Wealth, fame and power are not actually goals or success for some people. Money and recognition are external factors – they are outcomes of passionately working often on an entirely different objective that is often a personal cause or calling, such as that person chose a way of life that embodied his passions, making a difference to him and the world. He eventually enjoys many of the traditional measures of success, too, such as becoming wealthy, but these measures weren’t his focus.
Here is one meaning of success by best-selling author, Brian Tracy, he wrote that:
“Success is goals and all else is commentary. This is the great discovery throughout all of human history. Your life only begins to become a great life when you clearly identify what it is that you want, make a plan to achieve it and then work on that plan every single day. “The primary reason for failure is that people do not develop new plans to replace those plans that didn’t work.” (Napoleon Hill)
The three turning points in my life were these: First, I discovered that I was responsible for my life, and for everything that happened to me. I learned that this life is not a rehearsal for something else. This is the real thing. In every study of successful people, the acceptance of personal responsibility seems to be the starting point. Before that, nothing happens. After you accept complete responsibility, your whole life begins to change. The second turning point for me, which came when I was 24 years old, was my discovery of goals. Without really knowing what I was doing, I sat down and made a list of 10 things I wanted to accomplish in the foreseeable future. I promptly lost the list. But 30 days later, my whole life had changed. Almost every goal on my list had already been achieved or partially achieved. The third turning point in my life came when I discovered that “You can learn anything you need to learn to accomplish any goal you can set for yourself.” No one is smarter than you and no one is better than you. All business skills, sales skills and moneymaking skills are learnable. Everyone who is good in any area today was once poor in that area. The top people in every field were at one time not even in that field and didn’t even know that field existed. And what hundreds of thousands of other people have done, you can do as well.”

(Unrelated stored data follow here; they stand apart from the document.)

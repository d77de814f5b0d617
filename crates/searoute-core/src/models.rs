//! Core data models for maritime routing.

use crate::error::InputError;
use serde::{Deserialize, Serialize};

/// A validated WGS84 position in decimal degrees.
///
/// Construction always goes through [`GeoPoint::new`] (or serde, which calls
/// it), so every point held by the core is finite and in range.
#[derive(Debug, Clone, Copy, PartialEq, Serialize, Deserialize)]
#[serde(try_from = "RawGeoPoint")]
pub struct GeoPoint {
    lat: f64,
    lon: f64,
}

#[derive(Deserialize)]
struct RawGeoPoint {
    lat: f64,
    #[serde(alias = "lng")]
    lon: f64,
}

impl TryFrom<RawGeoPoint> for GeoPoint {
    type Error = InputError;

    fn try_from(raw: RawGeoPoint) -> Result<Self, Self::Error> {
        GeoPoint::new(raw.lat, raw.lon)
    }
}

impl std::fmt::Display for GeoPoint {
    fn fmt(&self, f: &mut std::fmt::Formatter<'_>) -> std::fmt::Result {
        write!(f, "({:.6}, {:.6})", self.lat, self.lon)
    }
}

impl GeoPoint {
    pub fn new(lat: f64, lon: f64) -> Result<Self, InputError> {
        const FIELD: &str = "coordinate";
        if !lat.is_finite() || !lon.is_finite() {
            return Err(InputError::NonFinite { field: FIELD });
        }
        if !(-90.0..=90.0).contains(&lat) {
            return Err(InputError::LatitudeOutOfRange {
                field: FIELD,
                value: lat,
            });
        }
        if !(-180.0..=180.0).contains(&lon) {
            return Err(InputError::LongitudeOutOfRange {
                field: FIELD,
                value: lon,
            });
        }
        Ok(Self { lat, lon })
    }

    /// GeoJSON order: `[lon, lat]`.
    pub fn from_lon_lat(pair: [f64; 2]) -> Result<Self, InputError> {
        Self::new(pair[1], pair[0])
    }

    /// Display order used by the segment save request: `[lat, lng]`.
    pub fn from_lat_lng(pair: [f64; 2]) -> Result<Self, InputError> {
        Self::new(pair[0], pair[1])
    }

    pub fn lat(&self) -> f64 {
        self.lat
    }

    pub fn lon(&self) -> f64 {
        self.lon
    }

    pub fn to_lon_lat(&self) -> [f64; 2] {
        [self.lon, self.lat]
    }

    pub fn to_lat_lng(&self) -> [f64; 2] {
        [self.lat, self.lon]
    }

    /// Build a point from computed values, clamping latitude and wrapping
    /// longitude back into range. Only for outputs of trusted math.
    pub(crate) fn normalized(lat: f64, lon: f64) -> Self {
        let lat = if lat.is_finite() { lat.clamp(-90.0, 90.0) } else { 0.0 };
        let lon = if lon.is_finite() {
            let wrapped = (lon + 180.0).rem_euclid(360.0) - 180.0;
            if wrapped == -180.0 && lon > 0.0 {
                180.0
            } else {
                wrapped
            }
        } else {
            0.0
        };
        Self { lat, lon }
    }

    /// True when both components agree to within `tolerance_deg`.
    pub fn approx_eq(&self, other: &GeoPoint, tolerance_deg: f64) -> bool {
        (self.lat - other.lat).abs() <= tolerance_deg && (self.lon - other.lon).abs() <= tolerance_deg
    }
}

/// Parse a polyline given as `[lat, lng]` pairs, naming `field` on failure.
pub fn parse_lat_lng_pairs(pairs: &[[f64; 2]], field: &'static str) -> Result<Vec<GeoPoint>, InputError> {
    pairs
        .iter()
        .map(|pair| GeoPoint::from_lat_lng(*pair).map_err(|err| err.with_field(field)))
        .collect()
}

/// Port reference data, owned by an external catalog.
#[derive(Debug, Clone, PartialEq, Serialize, Deserialize)]
pub struct Port {
    /// Blank when missing; save validation reports it by field name.
    #[serde(default)]
    pub id: String,
    #[serde(default)]
    pub name: String,
    #[serde(default, skip_serializing_if = "Option::is_none")]
    pub code: Option<String>,
    pub latitude: f64,
    pub longitude: f64,
}

impl Port {
    pub fn new(id: impl Into<String>, name: impl Into<String>, latitude: f64, longitude: f64) -> Self {
        Self {
            id: id.into(),
            name: name.into(),
            code: None,
            latitude,
            longitude,
        }
    }

    pub fn position(&self) -> Result<GeoPoint, InputError> {
        GeoPoint::new(self.latitude, self.longitude)
    }
}

/// Rendering hint for a route segment.
#[derive(Debug, Clone, Copy, PartialEq, Eq, Serialize, Deserialize)]
#[serde(rename_all = "lowercase")]
pub enum SegmentStyle {
    Solid,
    Dotted,
}

/// One leg between two consecutive route coordinates.
#[derive(Debug, Clone, Serialize, Deserialize)]
pub struct RouteSegment {
    pub start: GeoPoint,
    pub end: GeoPoint,
    pub crosses_land: bool,
    pub distance_nm: f64,
    pub distance_km: f64,
    pub style: SegmentStyle,
}

#[derive(Debug, Clone, Copy, PartialEq, Eq, Serialize, Deserialize)]
#[serde(rename_all = "snake_case")]
pub enum RouteKind {
    /// No segment touches a reference landmass
    SeaOnly,
    /// At least one segment is flagged as crossing land
    Mixed,
}

/// Output of route synthesis. Transient until explicitly saved.
#[derive(Debug, Clone, Serialize, Deserialize)]
pub struct MaritimeRoute {
    pub coordinates: Vec<GeoPoint>,
    pub segments: Vec<RouteSegment>,
    pub total_distance_nm: f64,
    pub total_distance_km: f64,
    pub kind: RouteKind,
    pub estimated_days: u32,
    pub estimated_duration: String,
}

impl MaritimeRoute {
    /// Coordinates in GeoJSON order.
    pub fn lon_lat_coordinates(&self) -> Vec<[f64; 2]> {
        self.coordinates.iter().map(GeoPoint::to_lon_lat).collect()
    }
}

// === Request/Response types ===

/// Unit for the headline `distance` of a route response.
#[derive(Debug, Clone, Copy, Default, PartialEq, Eq, Serialize, Deserialize)]
#[serde(rename_all = "camelCase")]
pub enum DistanceUnits {
    Kilometers,
    #[default]
    NauticalMiles,
}

/// Loose `{lat, lng}` pair as sent by map clients; validated on use.
#[derive(Debug, Clone, Copy, PartialEq, Serialize, Deserialize)]
pub struct LatLng {
    pub lat: f64,
    #[serde(alias = "lon")]
    pub lng: f64,
}

impl LatLng {
    pub fn to_point(&self, field: &'static str) -> Result<GeoPoint, InputError> {
        GeoPoint::new(self.lat, self.lng).map_err(|e| e.with_field(field))
    }
}

impl From<GeoPoint> for LatLng {
    fn from(point: GeoPoint) -> Self {
        Self {
            lat: point.lat(),
            lng: point.lon(),
        }
    }
}

#[derive(Debug, Clone, Serialize, Deserialize)]
pub struct GenerateRouteRequest {
    pub origin: LatLng,
    pub destination: LatLng,
    #[serde(default)]
    pub units: DistanceUnits,
    #[serde(default, skip_serializing_if = "Option::is_none")]
    pub origin_port_id: Option<String>,
    #[serde(default, skip_serializing_if = "Option::is_none")]
    pub destination_port_id: Option<String>,
}

impl GenerateRouteRequest {
    /// Validated endpoints. Matching port ids count as identical endpoints
    /// even if the coordinates differ.
    pub fn endpoints(&self) -> Result<(GeoPoint, GeoPoint), InputError> {
        let origin = self.origin.to_point("origin")?;
        let destination = self.destination.to_point("destination")?;
        if let (Some(a), Some(b)) = (&self.origin_port_id, &self.destination_port_id) {
            if !a.trim().is_empty() && a.trim() == b.trim() {
                return Err(InputError::IdenticalEndpoints);
            }
        }
        if origin == destination {
            return Err(InputError::IdenticalEndpoints);
        }
        Ok((origin, destination))
    }
}

/// Route as returned over the wire. `coordinates` are GeoJSON `[lon, lat]`.
#[derive(Debug, Clone, Serialize, Deserialize)]
pub struct RouteResponse {
    pub coordinates: Vec<[f64; 2]>,
    pub segments: Vec<RouteSegment>,
    pub distance: f64,
    pub units: DistanceUnits,
    pub total_distance_nm: f64,
    pub total_distance_km: f64,
    pub kind: RouteKind,
    pub estimated_days: u32,
    pub estimated_duration: String,
}

impl RouteResponse {
    pub fn from_route(route: MaritimeRoute, units: DistanceUnits) -> Self {
        let distance = match units {
            DistanceUnits::Kilometers => route.total_distance_km,
            DistanceUnits::NauticalMiles => route.total_distance_nm,
        };
        Self {
            coordinates: route.lon_lat_coordinates(),
            segments: route.segments,
            distance,
            units,
            total_distance_nm: route.total_distance_nm,
            total_distance_km: route.total_distance_km,
            kind: route.kind,
            estimated_days: route.estimated_days,
            estimated_duration: route.estimated_duration,
        }
    }

    /// Coordinates flipped to `[lat, lng]` for display and for saving.
    pub fn lat_lng_coordinates(&self) -> Vec<[f64; 2]> {
        self.coordinates.iter().map(|c| [c[1], c[0]]).collect()
    }
}

/// Polyline to smooth, as `[lat, lng]` pairs.
#[derive(Debug, Clone, Serialize, Deserialize)]
pub struct SmoothRequest {
    pub vertices: Vec<[f64; 2]>,
}

#[derive(Debug, Clone, Serialize, Deserialize)]
pub struct SmoothResponse {
    pub vertices: Vec<[f64; 2]>,
}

Becoming a highly successful person is a long-term goal that will take time, patience, and discipline. However, too many people at some point in their lives set goals and go on to achieve them, often brilliantly, only to find that they are disappointed, empty, and unhappy. To avoid this, be careful what you wish for. When achievement for you comes without meaning, then it doesn’t last. A lasting success has three essential elements according to Jerry Porras, in his book, “Success Built to Last, Creating a Life that Matters.” These are:
- Meaning. What you do must matter deeply to you in way that you as an individual define meaning. It’s something that you’re so passionate about that you lose all track of time when you do it.
- ThoughtStyle. A highly developed sense of accountability, audacity, passion, and responsible optimism.
- ActionStyle. Enduringly successful people find effective ways to take action. Most people had a clear sense of meaning for their success, but found it almost impossible to make things happen – to turn meaning and thought into action. So get moving and get on with what you really care about doing.
In our journey toward success that last, we discovered that the above elements, when you have them in alignment, form the foundation on which you build and sustain the experience of success. Become consciously aware of what matters to you and then rally your thought and action to support your definition of meaning. That is what Jerry Porras calls alignment.